Irish court mulls rights of dead woman vs. fetus
A lawyer representing a 17-week-old fetus living inside the clinically dead body of its mother told a Dublin court Wednesday that the unborn child's right to life trumps the woman's right to a dignified death.
Conor Dignam, representing the fetus on behalf of the state, made his closing arguments to three High Court judges who must decide whether Ireland's anti-abortion laws—the most restrictive in Europe—permit the woman's life support machines to be turned off. Their judgment is expected Friday.
Seven doctors, the woman's father and her partner agreed in testimony Tuesday that artificial support to sustain the woman's deteriorating body should end because she has been clinically dead for three weeks and her fetus has no reasonable chance of survival. They described a horror of problems keeping the infection-riddled body at a stable temperature and said it would be grotesque to attempt the experimental care for two more months, when the fetus would reach minimum safe age for delivery.

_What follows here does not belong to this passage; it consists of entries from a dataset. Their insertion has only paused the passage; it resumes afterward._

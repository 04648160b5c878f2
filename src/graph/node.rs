//! Graph node identifiers.

use std::fmt;

/// Dense index of a node inside a [`DirectedGraph`](crate::graph::DirectedGraph).
///
/// Node ids are allocated sequentially from zero in insertion order, so they
/// double as indices into per-node side tables (dominator arrays, visit
/// flags).
#[derive(Clone, Copy, PartialEq, Eq, PartialOrd, Ord, Hash)]
pub struct NodeId(pub(crate) usize);

impl NodeId {
    /// Creates a node id from its raw index.
    #[must_use]
    #[inline]
    pub const fn new(index: usize) -> Self {
        Self(index)
    }

    /// Returns the raw index.
    #[must_use]
    #[inline]
    pub const fn index(self) -> usize {
        self.0
    }
}

impl fmt::Debug for NodeId {
    fn fmt(&self, f: &mut fmt::Formatter<'_>) -> fmt::Result {
        write!(f, "NodeId({})", self.0)
    }
}

impl fmt::Display for NodeId {
    fn fmt(&self, f: &mut fmt::Formatter<'_>) -> fmt::Result {
        write!(f, "{}", self.0)
    }
}

impl From<usize> for NodeId {
    #[inline]
    fn from(index: usize) -> Self {
        Self(index)
    }
}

But Dignam countered that Ireland's constitutional ban on abortion provides no leeway for medical judgments based on low probability. He said the law requires authorities to defend the fetus' right to life if survival is even a dim possibility.

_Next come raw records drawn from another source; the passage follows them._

//! Basic blocks.

use crate::module::{BlockId, Instruction, MergeDecl, Terminator};

/// A basic block: a label, straight-line value instructions, an optional
/// structured-flow declaration, and exactly one terminator.
///
/// Blocks are produced by the builder from the function's flat instruction
/// stream; `position` records the declaration order, which the classifier
/// uses as the deterministic walk order.
#[derive(Debug, Clone, PartialEq)]
pub struct BasicBlock {
    /// The block's label.
    pub label: BlockId,
    /// Value instructions in stream order.
    pub instructions: Vec<Instruction>,
    /// Structured-flow declaration attached to the terminator, if any.
    pub merge: Option<MergeDecl>,
    /// The block's terminator.
    pub terminator: Terminator,
    /// Zero-based declaration position within the function.
    pub position: usize,
}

Mary O'Toole, a lawyer representing the woman's family, argued that the constitution's anti-abortion amendment was irrelevant to the case. She noted it commits Ireland to defend the life of the woman and unborn child equally "as far as practicable." But the woman was already dead, and nobody was conspiring to abort a fetus, she argued. She said the law should permit doctors to take decisions based on feasibility, not futility.
Cormac Corrigan, representing the woman's interests on behalf of the state, argued to keep her on life support. He said it was debatable whether she was legally dead. He said the failing condition of her body since clinical death was declared Dec. 3 was "as undignified as anyone could ever imagine," but prolonging this could do her no further harm.
One judge, Justice Caroline Costello, intervened to question why the court should agree to sustain the woman in such an appalling state. Corrigan conceded that if it wished to impose "minimum indignity," the court should order life support ended now.
The woman, in her late 20s, has two young children. She suffered catastrophic brain trauma after falling in a hospital bathroom Nov. 29.